Problem – The whole listing is to be transcribed exactly as it stands.
Material for this exercise Block Start
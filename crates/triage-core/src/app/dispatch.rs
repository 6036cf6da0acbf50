//! Action dispatch: resolve, then apply (or plan), and record the outcome.
//!
//! Outcome per action:
//! - schema error -> skipped, run continues
//! - already satisfied -> unchanged, nothing sent
//! - dry run -> planned, nothing sent
//! - service accepted -> applied
//! - service rejected (permanent / schema) -> skipped, run continues
//! - transient service failure -> the run stops with `TriageError::Dispatch`

use tracing::{debug, warn};

use crate::domain::{
    Action, ActionRecord, Item, Origin, ProjectSchema, Resolution, RunReport, SkipReason,
    SkippedAction, TriageError,
};
use crate::ports::MutationService;

#[derive(Debug, Clone, Copy, PartialEq, Eq)]
pub(crate) enum Dispatched {
    Applied,
    Planned,
    Unchanged,
    Skipped,
}

impl Dispatched {
    /// The desired state holds (or would hold, in a dry run).
    pub(crate) fn succeeded(self) -> bool {
        !matches!(self, Dispatched::Skipped)
    }
}

pub(crate) struct Dispatcher<'a> {
    mutations: &'a dyn MutationService,
    schema: &'a ProjectSchema,
    dry_run: bool,
}

impl<'a> Dispatcher<'a> {
    pub(crate) fn new(
        mutations: &'a dyn MutationService,
        schema: &'a ProjectSchema,
        dry_run: bool,
    ) -> Self {
        Self {
            mutations,
            schema,
            dry_run,
        }
    }

    pub(crate) async fn dispatch(
        &self,
        item: &Item,
        action: Action,
        origin: Origin,
        report: &mut RunReport,
    ) -> Result<Dispatched, TriageError> {
        let mutation = match action.resolve(item, self.schema) {
            Ok(Resolution::Apply(mutation)) => mutation,
            Ok(Resolution::AlreadySatisfied) => {
                debug!(item = %item.id, %action, "already satisfied");
                report.unchanged.push(ActionRecord {
                    item: item.id.clone(),
                    action,
                    origin,
                });
                return Ok(Dispatched::Unchanged);
            }
            Err(error) => {
                warn!(item = %item.id, %action, %error, "action skipped");
                report.skipped.push(SkippedAction {
                    item: item.id.clone(),
                    action,
                    origin,
                    reason: SkipReason::Schema { error },
                });
                return Ok(Dispatched::Skipped);
            }
        };

        if self.dry_run {
            debug!(item = %item.id, %action, "planned (dry run)");
            report.planned.push(ActionRecord {
                item: item.id.clone(),
                action,
                origin,
            });
            return Ok(Dispatched::Planned);
        }

        match self.mutations.apply(&item.id, &mutation).await {
            Ok(()) => {
                debug!(item = %item.id, %action, "applied");
                report.applied.push(ActionRecord {
                    item: item.id.clone(),
                    action,
                    origin,
                });
                Ok(Dispatched::Applied)
            }
            Err(source) if source.kind().is_transient() => Err(TriageError::Dispatch {
                item: item.id.to_string(),
                source,
            }),
            Err(error) => {
                warn!(item = %item.id, %action, %error, "service rejected action");
                report.skipped.push(SkippedAction {
                    item: item.id.clone(),
                    action,
                    origin,
                    reason: SkipReason::Service {
                        kind: error.kind(),
                        message: error.message().to_string(),
                    },
                });
                Ok(Dispatched::Skipped)
            }
        }
    }

    /// Record actions dropped because the stage write before them failed.
    pub(crate) fn abandon(
        &self,
        item: &Item,
        actions: Vec<Action>,
        origin: Origin,
        report: &mut RunReport,
    ) {
        for action in actions {
            report.skipped.push(SkippedAction {
                item: item.id.clone(),
                action,
                origin: origin.clone(),
                reason: SkipReason::TransitionAbandoned,
            });
        }
    }
}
Material for this exercise Block End
Result of this task –
filename crates/triage-core/src/app/dispatch.rs
repository 6036cf6da0acbf50
//! Action dispatch: resolve, then apply (or plan), and record the outcome.
//!
//! Outcome per action:
//! - schema error -> skipped, run continues
//! - already satisfied -> unchanged, nothing sent
//! - dry run -> planned, nothing sent
//! - service accepted -> applied
//! - service rejected (permanent / schema) -> skipped, run continues
//! - transient service failure -> the run stops with `TriageError::Dispatch`

use tracing::{debug, warn};

use crate::domain::{
    Action, ActionRecord, Item, Origin, ProjectSchema, Resolution, RunReport, SkipReason,
    SkippedAction, TriageError,
};
use crate::ports::MutationService;

#[derive(Debug, Clone, Copy, PartialEq, Eq)]
pub(crate) enum Dispatched {
    Applied,
    Planned,
    Unchanged,
    Skipped,
}

impl Dispatched {
    /// The desired state holds (or would hold, in a dry run).
    pub(crate) fn succeeded(self) -> bool {
        !matches!(self, Dispatched::Skipped)
    }
}

pub(crate) struct Dispatcher<'a> {
    mutations: &'a dyn MutationService,
    schema: &'a ProjectSchema,
    dry_run: bool,
}

impl<'a> Dispatcher<'a> {
    pub(crate) fn new(
        mutations: &'a dyn MutationService,
        schema: &'a ProjectSchema,
        dry_run: bool,
    ) -> Self {
        Self {
            mutations,
            schema,
            dry_run,
        }
    }

    pub(crate) async fn dispatch(
        &self,
        item: &Item,
        action: Action,
        origin: Origin,
        report: &mut RunReport,
    ) -> Result<Dispatched, TriageError> {
        let mutation = match action.resolve(item, self.schema) {
            Ok(Resolution::Apply(mutation)) => mutation,
            Ok(Resolution::AlreadySatisfied) => {
                debug!(item = %item.id, %action, "already satisfied");
                report.unchanged.push(ActionRecord {
                    item: item.id.clone(),
                    action,
                    origin,
                });
                return Ok(Dispatched::Unchanged);
            }
            Err(error) => {
                warn!(item = %item.id, %action, %error, "action skipped");
                report.skipped.push(SkippedAction {
                    item: item.id.clone(),
                    action,
                    origin,
                    reason: SkipReason::Schema { error },
                });
                return Ok(Dispatched::Skipped);
            }
        };

        if self.dry_run {
            debug!(item = %item.id, %action, "planned (dry run)");
            report.planned.push(ActionRecord {
                item: item.id.clone(),
                action,
                origin,
            });
            return Ok(Dispatched::Planned);
        }

        match self.mutations.apply(&item.id, &mutation).await {
            Ok(()) => {
                debug!(item = %item.id, %action, "applied");
                report.applied.push(ActionRecord {
                    item: item.id.clone(),
                    action,
                    origin,
                });
                Ok(Dispatched::Applied)
            }
            Err(source) if source.kind().is_transient() => Err(TriageError::Dispatch {
                item: item.id.to_string(),
                source,
            }),
            Err(error) => {
                warn!(item = %item.id, %action, %error, "service rejected action");
                report.skipped.push(SkippedAction {
                    item: item.id.clone(),
                    action,
                    origin,
                    reason: SkipReason::Service {
                        kind: error.kind(),
                        message: error.message().to_string(),
                    },
                });
                Ok(Dispatched::Skipped)
            }
        }
    }

    /// Record actions dropped because the stage write before them failed.
    pub(crate) fn abandon(
        &self,
        item: &Item,
        actions: Vec<Action>,
        origin: Origin,
        report: &mut RunReport,
    ) {
        for action in actions {
            report.skipped.push(SkippedAction {
                item: item.id.clone(),
                action,
                origin: origin.clone(),
                reason: SkipReason::TransitionAbandoned,
            });
        }
    }
}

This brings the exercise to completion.